最後に、ただゴールするだけでは飽き足らない、という読者に向けて、「サブ4」(4時間切り)達成のヒントをお教えしたい。「サブ4」とは、一般市民ランナーの間ではちょっとだけ自慢できるタイムだ。その達成には、ペースの確認が重要だ。レースの途中にウォーキングを挟むと大幅にタイムをロスしてしまうので、①最後までキッチリ走り切ること、②1km5分40秒というペースを意識することがポイントになる。

筆者が日頃取材していると、漠然と走っている市民ランナーが多いと感じる。だが、それではレース本番で目標タイムをクリアするのは難しい。目標を達成するための、戦術がトレーニングにまったく入っていないからだ。サブ4を達成するにはどうしたらいいのか。こちらも逆算して考えてみよう。

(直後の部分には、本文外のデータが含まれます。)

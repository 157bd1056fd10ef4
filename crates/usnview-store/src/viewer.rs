//! Journal viewer: the operations a presentation layer drives.

use crate::error::StoreError;
use crate::filter::ResultSet;
use crate::session::Session;
use crate::view::{PageView, DEFAULT_PAGE_SIZE};
use std::path::{Path, PathBuf};
use usnview_journal::{
    reason, spawn_load, JournalError, JournalRecord, LoadEvent, LoadHandle, LoadOptions,
    LoadProgress,
};

/// Viewer configuration.
#[derive(Debug, Clone)]
pub struct ViewerConfig {
    /// Records per page (default: 10).
    pub page_size: usize,
    /// Options passed to every load.
    pub load: LoadOptions,
}

impl Default for ViewerConfig {
    fn default() -> Self {
        Self {
            page_size: DEFAULT_PAGE_SIZE,
            load: LoadOptions::default(),
        }
    }
}

/// Something the presentation layer should react to.
#[derive(Debug)]
pub enum ViewerEvent {
    /// The running load made progress.
    Progress(LoadProgress),
    /// A load finished and its records are now shown.
    Loaded {
        /// Loaded file.
        path: PathBuf,
        /// Number of records now in the viewer.
        records: usize,
    },
    /// A load failed; the previous records are still shown.
    LoadFailed {
        /// File that failed to load.
        path: PathBuf,
        /// Why it failed.
        error: JournalError,
    },
    /// A load was cancelled; the previous records are still shown.
    Cancelled {
        /// File whose load was cancelled.
        path: PathBuf,
    },
}

/// Owns the current [`Session`] and at most one background load.
///
/// A load replaces the records only when it succeeds. Until then, and after
/// a failure or cancellation, the viewer keeps serving the previous session.
///
/// # Example
///
/// ```rust,no_run
/// use usnview_store::{JournalViewer, ViewerConfig};
///
/// let mut viewer = JournalViewer::new(ViewerConfig::default())?;
/// viewer.load("usn.txt")?;
/// viewer.wait_for_load(|p| eprintln!("{}%", p.percent()))?;
/// viewer.search("report");
/// viewer.filter_by_category("Удаление")?;
/// let page = viewer.page_view();
/// println!("page {} of {}", page.page, page.total_pages);
/// # Ok::<(), usnview_store::StoreError>(())
/// ```
#[derive(Debug)]
pub struct JournalViewer {
    config: ViewerConfig,
    session: Session,
    source: Option<PathBuf>,
    pending: Option<LoadHandle>,
}

impl JournalViewer {
    /// Creates a viewer with no records.
    pub fn new(config: ViewerConfig) -> Result<Self, StoreError> {
        let session = Session::empty(config.page_size)?;
        Ok(Self {
            config,
            session,
            source: None,
            pending: None,
        })
    }

    /// Creates a viewer over already-parsed records.
    pub fn with_records(
        config: ViewerConfig,
        records: Vec<JournalRecord>,
    ) -> Result<Self, StoreError> {
        let session = Session::new(records, config.page_size)?;
        Ok(Self {
            config,
            session,
            source: None,
            pending: None,
        })
    }

    /// Starts loading `path` in the background.
    ///
    /// # Errors
    ///
    /// Returns [`StoreError::LoadInProgress`] if a load is already running.
    pub fn load<P: AsRef<Path>>(&mut self, path: P) -> Result<(), StoreError> {
        if let Some(pending) = &self.pending {
            return Err(StoreError::LoadInProgress {
                path: pending.path().to_path_buf(),
            });
        }
        let path = path.as_ref().to_path_buf();
        log::debug!("starting load of {}", path.display());
        self.pending = Some(spawn_load(path, self.config.load.clone()));
        Ok(())
    }

    /// Returns true while a load is running.
    pub fn is_loading(&self) -> bool {
        self.pending.is_some()
    }

    /// Asks the running load to stop. The viewer keeps its current records.
    pub fn cancel_load(&self) {
        if let Some(pending) = &self.pending {
            log::debug!("cancelling load of {}", pending.path().display());
            pending.cancel();
        }
    }

    /// Drains pending load events without blocking, in delivery order.
    pub fn poll(&mut self) -> Vec<ViewerEvent> {
        let mut events = Vec::new();
        while let Some(event) = self.pending.as_mut().and_then(LoadHandle::try_next) {
            events.push(self.apply(event));
        }
        events
    }

    /// Blocks until the running load ends, forwarding progress.
    ///
    /// Returns the number of records loaded.
    ///
    /// # Errors
    ///
    /// - [`StoreError::NoLoadInProgress`] if nothing is loading
    /// - [`StoreError::Journal`] if the load failed or was cancelled; the
    ///   previous records remain
    pub fn wait_for_load<F: FnMut(LoadProgress)>(
        &mut self,
        mut on_progress: F,
    ) -> Result<usize, StoreError> {
        if self.pending.is_none() {
            return Err(StoreError::NoLoadInProgress);
        }
        while let Some(event) = self.pending.as_mut().and_then(LoadHandle::next_event) {
            match self.apply(event) {
                ViewerEvent::Progress(progress) => on_progress(progress),
                ViewerEvent::Loaded { records, .. } => return Ok(records),
                ViewerEvent::LoadFailed { error, .. } => return Err(error.into()),
                ViewerEvent::Cancelled { .. } => return Err(JournalError::Cancelled.into()),
            }
        }
        Err(JournalError::Worker.into())
    }

    /// Loads `path` and waits for it. Equivalent to [`load`](Self::load)
    /// followed by [`wait_for_load`](Self::wait_for_load).
    pub fn load_blocking<P: AsRef<Path>, F: FnMut(LoadProgress)>(
        &mut self,
        path: P,
        on_progress: F,
    ) -> Result<usize, StoreError> {
        self.load(path)?;
        self.wait_for_load(on_progress)
    }

    fn apply(&mut self, event: LoadEvent) -> ViewerEvent {
        let result = match event {
            LoadEvent::Progress(progress) => return ViewerEvent::Progress(progress),
            LoadEvent::Finished(result) => result,
        };

        let (path, cancelled) = match self.pending.take() {
            Some(handle) => (handle.path().to_path_buf(), handle.cancel_requested()),
            None => (PathBuf::new(), false),
        };
        // A load that completed after cancel() was requested is discarded.
        let result = match result {
            Ok(_) if cancelled => Err(JournalError::Cancelled),
            other => other,
        };

        match result {
            Ok(records) => {
                let count = records.len();
                self.session = self.session.with_records(records);
                self.source = Some(path.clone());
                log::info!("showing {} records from {}", count, path.display());
                ViewerEvent::Loaded {
                    path,
                    records: count,
                }
            }
            Err(JournalError::Cancelled) => {
                log::warn!("load of {} cancelled; keeping previous records", path.display());
                ViewerEvent::Cancelled { path }
            }
            Err(error) => {
                log::warn!("load of {} failed: {}", path.display(), error);
                ViewerEvent::LoadFailed { path, error }
            }
        }
    }

    /// File the current records came from, if any.
    pub fn source(&self) -> Option<&Path> {
        self.source.as_deref()
    }

    /// The current session.
    pub fn session(&self) -> &Session {
        &self.session
    }

    /// Searches all records by file name and returns the matches.
    pub fn search(&mut self, term: &str) -> ResultSet {
        self.session = self.session.with_search(term);
        self.session.search_results().clone()
    }

    /// Narrows the search results to a category ("Все" for none).
    pub fn filter_by_category(&mut self, name: &str) -> Result<ResultSet, StoreError> {
        self.session = self.session.with_category_name(name)?;
        Ok(self.session.filtered().clone())
    }

    /// Moves to the next page if there is one.
    pub fn next(&mut self) -> PageView {
        self.session = self.session.next();
        self.session.page_view()
    }

    /// Moves to the previous page if there is one.
    pub fn previous(&mut self) -> PageView {
        self.session = self.session.previous();
        self.session.page_view()
    }

    /// Jumps to a 1-based page number typed by a user. On error the current
    /// page is unchanged.
    pub fn go_to(&mut self, input: &str) -> Result<PageView, StoreError> {
        self.session = self.session.go_to(input)?;
        Ok(self.session.page_view())
    }

    /// Changes the page size and returns to the first page. Filters are kept.
    ///
    /// # Errors
    ///
    /// Returns [`StoreError::InvalidPageSize`] if `page_size` is zero.
    pub fn set_page_size(&mut self, page_size: usize) -> Result<PageView, StoreError> {
        self.session = self.session.with_page_size(page_size)?;
        self.config.page_size = page_size;
        Ok(self.session.page_view())
    }

    /// The current page.
    pub fn page_view(&self) -> PageView {
        self.session.page_view()
    }

    /// Registry label for a reason code.
    pub fn describe_reason(&self, code: u32) -> &'static str {
        reason::describe_reason(code)
    }
}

42.195kmを1km5分40秒で走るには、中間点を2時間以内で通過しないといけない。この地点できつくなったら、サブ4は絶望的だ。そこで、本番前にハーフのタイムを上げておく。たとえば、ハーフを1時間45分で走るスピードをつけておけば、本番を1時間55分で通過しても、10分の余裕が生まれる。この“余力”を後半のハーフにつなげていくイメージだ。

また、ペースの上げ下げは体力を無駄に消耗する。順位を競うトップレベルのランナーでなければ、ペースチェンジは必要ない。反対に同じリズムで走るのが、最もエネルギー効率のよい走り方になる。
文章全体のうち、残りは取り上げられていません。